▶ Provided records
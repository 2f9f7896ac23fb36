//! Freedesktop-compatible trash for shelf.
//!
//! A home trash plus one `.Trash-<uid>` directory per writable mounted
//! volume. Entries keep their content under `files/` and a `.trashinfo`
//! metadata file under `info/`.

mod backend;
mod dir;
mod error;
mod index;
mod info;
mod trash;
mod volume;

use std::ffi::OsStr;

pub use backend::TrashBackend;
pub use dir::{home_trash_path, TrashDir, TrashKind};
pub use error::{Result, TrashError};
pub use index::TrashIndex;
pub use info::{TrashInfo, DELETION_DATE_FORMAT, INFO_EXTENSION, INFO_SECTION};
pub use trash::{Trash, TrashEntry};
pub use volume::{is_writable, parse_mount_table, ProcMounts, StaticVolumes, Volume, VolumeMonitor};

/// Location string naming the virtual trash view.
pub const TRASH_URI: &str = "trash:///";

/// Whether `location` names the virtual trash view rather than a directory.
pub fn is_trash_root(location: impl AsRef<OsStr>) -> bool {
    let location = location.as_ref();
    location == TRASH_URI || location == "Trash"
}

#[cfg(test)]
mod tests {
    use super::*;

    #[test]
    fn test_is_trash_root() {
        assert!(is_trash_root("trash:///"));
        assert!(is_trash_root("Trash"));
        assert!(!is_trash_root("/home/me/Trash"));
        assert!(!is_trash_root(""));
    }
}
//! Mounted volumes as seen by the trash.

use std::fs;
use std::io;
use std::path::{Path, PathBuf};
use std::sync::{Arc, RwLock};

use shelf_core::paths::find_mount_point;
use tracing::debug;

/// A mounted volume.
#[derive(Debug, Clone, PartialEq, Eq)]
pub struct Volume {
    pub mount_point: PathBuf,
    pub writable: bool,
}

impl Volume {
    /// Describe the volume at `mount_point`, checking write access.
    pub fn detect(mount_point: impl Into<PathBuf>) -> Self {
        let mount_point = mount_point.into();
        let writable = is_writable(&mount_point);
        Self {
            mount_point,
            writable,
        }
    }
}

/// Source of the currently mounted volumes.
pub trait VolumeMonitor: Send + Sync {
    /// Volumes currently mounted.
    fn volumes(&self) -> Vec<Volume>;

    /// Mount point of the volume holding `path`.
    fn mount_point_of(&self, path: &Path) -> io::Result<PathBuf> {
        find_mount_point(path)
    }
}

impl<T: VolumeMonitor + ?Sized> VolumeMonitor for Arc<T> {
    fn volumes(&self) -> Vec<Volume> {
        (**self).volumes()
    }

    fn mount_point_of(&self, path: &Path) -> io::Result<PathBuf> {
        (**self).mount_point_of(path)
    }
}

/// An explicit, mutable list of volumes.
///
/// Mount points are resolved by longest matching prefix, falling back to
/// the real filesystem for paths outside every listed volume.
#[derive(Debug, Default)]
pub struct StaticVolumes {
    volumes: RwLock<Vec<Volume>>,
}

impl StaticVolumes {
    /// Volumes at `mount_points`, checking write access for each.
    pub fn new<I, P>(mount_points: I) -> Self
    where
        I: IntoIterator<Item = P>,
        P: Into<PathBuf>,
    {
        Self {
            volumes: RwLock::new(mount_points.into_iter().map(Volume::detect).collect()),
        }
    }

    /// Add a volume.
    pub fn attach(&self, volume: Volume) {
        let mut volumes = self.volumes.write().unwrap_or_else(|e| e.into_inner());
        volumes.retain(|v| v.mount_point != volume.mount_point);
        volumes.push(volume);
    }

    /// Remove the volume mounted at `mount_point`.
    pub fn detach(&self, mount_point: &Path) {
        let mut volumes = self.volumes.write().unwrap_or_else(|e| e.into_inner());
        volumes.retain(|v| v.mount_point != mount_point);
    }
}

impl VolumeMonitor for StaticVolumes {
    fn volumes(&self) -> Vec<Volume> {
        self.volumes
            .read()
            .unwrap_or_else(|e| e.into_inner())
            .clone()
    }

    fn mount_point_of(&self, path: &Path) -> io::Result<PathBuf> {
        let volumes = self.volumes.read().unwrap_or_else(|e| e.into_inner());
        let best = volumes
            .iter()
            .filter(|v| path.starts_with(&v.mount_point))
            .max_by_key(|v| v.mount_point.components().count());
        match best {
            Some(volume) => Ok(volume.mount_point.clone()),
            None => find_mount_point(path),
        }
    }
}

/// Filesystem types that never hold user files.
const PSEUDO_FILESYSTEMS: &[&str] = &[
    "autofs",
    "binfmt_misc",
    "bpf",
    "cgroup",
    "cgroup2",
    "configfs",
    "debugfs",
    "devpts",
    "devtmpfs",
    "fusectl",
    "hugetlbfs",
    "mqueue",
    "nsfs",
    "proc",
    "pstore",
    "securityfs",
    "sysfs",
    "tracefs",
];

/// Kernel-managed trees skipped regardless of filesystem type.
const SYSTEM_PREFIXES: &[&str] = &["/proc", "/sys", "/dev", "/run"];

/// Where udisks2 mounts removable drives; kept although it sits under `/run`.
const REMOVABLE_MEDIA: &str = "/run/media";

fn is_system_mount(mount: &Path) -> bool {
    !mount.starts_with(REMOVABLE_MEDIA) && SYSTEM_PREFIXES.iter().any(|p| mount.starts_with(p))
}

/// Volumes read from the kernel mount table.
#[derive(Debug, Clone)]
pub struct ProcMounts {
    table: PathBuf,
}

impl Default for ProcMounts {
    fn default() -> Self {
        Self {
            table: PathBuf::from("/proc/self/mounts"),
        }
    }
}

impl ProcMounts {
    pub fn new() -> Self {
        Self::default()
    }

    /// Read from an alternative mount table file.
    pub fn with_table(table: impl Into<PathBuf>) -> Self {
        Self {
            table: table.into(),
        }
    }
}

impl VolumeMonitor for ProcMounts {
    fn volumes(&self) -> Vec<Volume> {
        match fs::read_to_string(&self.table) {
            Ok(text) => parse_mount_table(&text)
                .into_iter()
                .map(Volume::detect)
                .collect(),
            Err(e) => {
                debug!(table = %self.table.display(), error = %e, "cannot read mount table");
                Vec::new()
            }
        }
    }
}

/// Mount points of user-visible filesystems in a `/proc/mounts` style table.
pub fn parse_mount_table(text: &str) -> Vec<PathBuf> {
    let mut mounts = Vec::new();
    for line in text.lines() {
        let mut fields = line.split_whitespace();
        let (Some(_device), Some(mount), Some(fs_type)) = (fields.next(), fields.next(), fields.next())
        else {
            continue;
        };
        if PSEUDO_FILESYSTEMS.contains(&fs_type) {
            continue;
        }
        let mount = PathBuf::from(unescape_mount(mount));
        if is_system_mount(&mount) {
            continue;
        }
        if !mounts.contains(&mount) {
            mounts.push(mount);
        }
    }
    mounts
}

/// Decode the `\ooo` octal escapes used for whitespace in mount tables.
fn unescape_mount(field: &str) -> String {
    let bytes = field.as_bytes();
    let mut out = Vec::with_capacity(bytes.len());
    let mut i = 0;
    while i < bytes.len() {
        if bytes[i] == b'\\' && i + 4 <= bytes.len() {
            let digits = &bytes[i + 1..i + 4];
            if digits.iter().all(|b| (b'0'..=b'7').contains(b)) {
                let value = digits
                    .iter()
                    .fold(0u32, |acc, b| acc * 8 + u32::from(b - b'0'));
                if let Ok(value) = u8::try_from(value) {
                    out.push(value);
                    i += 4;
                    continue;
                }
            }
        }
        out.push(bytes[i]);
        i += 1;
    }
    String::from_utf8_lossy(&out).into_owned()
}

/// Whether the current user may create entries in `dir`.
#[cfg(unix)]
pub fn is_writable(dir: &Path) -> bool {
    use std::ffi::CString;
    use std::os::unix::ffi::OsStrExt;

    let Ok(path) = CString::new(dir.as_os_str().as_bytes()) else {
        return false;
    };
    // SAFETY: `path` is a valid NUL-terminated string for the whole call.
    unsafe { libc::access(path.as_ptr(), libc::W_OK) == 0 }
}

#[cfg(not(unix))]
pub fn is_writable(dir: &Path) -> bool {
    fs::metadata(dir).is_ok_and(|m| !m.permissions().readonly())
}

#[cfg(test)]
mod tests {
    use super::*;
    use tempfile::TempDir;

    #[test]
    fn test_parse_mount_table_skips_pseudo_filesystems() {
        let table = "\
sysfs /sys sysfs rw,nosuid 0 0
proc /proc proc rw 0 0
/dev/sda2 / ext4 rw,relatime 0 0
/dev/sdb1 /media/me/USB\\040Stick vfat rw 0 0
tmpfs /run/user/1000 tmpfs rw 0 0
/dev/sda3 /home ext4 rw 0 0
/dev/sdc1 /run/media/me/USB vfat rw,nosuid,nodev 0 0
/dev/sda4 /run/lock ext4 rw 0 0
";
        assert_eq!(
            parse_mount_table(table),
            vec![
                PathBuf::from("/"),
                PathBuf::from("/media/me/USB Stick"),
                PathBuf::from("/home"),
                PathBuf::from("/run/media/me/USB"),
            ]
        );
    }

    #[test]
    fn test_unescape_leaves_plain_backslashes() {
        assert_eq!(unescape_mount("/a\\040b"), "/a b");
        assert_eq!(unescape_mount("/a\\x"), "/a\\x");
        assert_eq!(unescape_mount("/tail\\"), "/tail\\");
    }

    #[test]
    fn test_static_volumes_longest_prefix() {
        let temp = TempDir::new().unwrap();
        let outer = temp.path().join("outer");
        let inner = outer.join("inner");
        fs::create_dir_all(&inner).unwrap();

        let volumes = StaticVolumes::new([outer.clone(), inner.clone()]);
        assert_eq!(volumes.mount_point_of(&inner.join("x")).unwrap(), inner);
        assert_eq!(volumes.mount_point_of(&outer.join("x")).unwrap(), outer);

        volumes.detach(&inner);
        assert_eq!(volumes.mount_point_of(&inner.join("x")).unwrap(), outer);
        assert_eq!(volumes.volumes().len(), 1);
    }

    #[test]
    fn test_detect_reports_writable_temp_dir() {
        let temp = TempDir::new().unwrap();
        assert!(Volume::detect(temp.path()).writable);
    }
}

▶ What you will do
Produce a word-for-word copy of everything above from the line holding "pub const TRASH_URI: &str" down to the line holding "falling back to", with both of those lines kept.

▶ Written solution
pub const TRASH_URI: &str = "trash:///";

/// Whether `location` names the virtual trash view rather than a directory.
pub fn is_trash_root(location: impl AsRef<OsStr>) -> bool {
    let location = location.as_ref();
    location == TRASH_URI || location == "Trash"
}

#[cfg(test)]
mod tests {
    use super::*;

    #[test]
    fn test_is_trash_root() {
        assert!(is_trash_root("trash:///"));
        assert!(is_trash_root("Trash"));
        assert!(!is_trash_root("/home/me/Trash"));
        assert!(!is_trash_root(""));
    }
}
//! Mounted volumes as seen by the trash.

use std::fs;
use std::io;
use std::path::{Path, PathBuf};
use std::sync::{Arc, RwLock};

use shelf_core::paths::find_mount_point;
use tracing::debug;

/// A mounted volume.
#[derive(Debug, Clone, PartialEq, Eq)]
pub struct Volume {
    pub mount_point: PathBuf,
    pub writable: bool,
}

impl Volume {
    /// Describe the volume at `mount_point`, checking write access.
    pub fn detect(mount_point: impl Into<PathBuf>) -> Self {
        let mount_point = mount_point.into();
        let writable = is_writable(&mount_point);
        Self {
            mount_point,
            writable,
        }
    }
}

/// Source of the currently mounted volumes.
pub trait VolumeMonitor: Send + Sync {
    /// Volumes currently mounted.
    fn volumes(&self) -> Vec<Volume>;

    /// Mount point of the volume holding `path`.
    fn mount_point_of(&self, path: &Path) -> io::Result<PathBuf> {
        find_mount_point(path)
    }
}

impl<T: VolumeMonitor + ?Sized> VolumeMonitor for Arc<T> {
    fn volumes(&self) -> Vec<Volume> {
        (**self).volumes()
    }

    fn mount_point_of(&self, path: &Path) -> io::Result<PathBuf> {
        (**self).mount_point_of(path)
    }
}

/// An explicit, mutable list of volumes.
///
/// Mount points are resolved by longest matching prefix, falling back to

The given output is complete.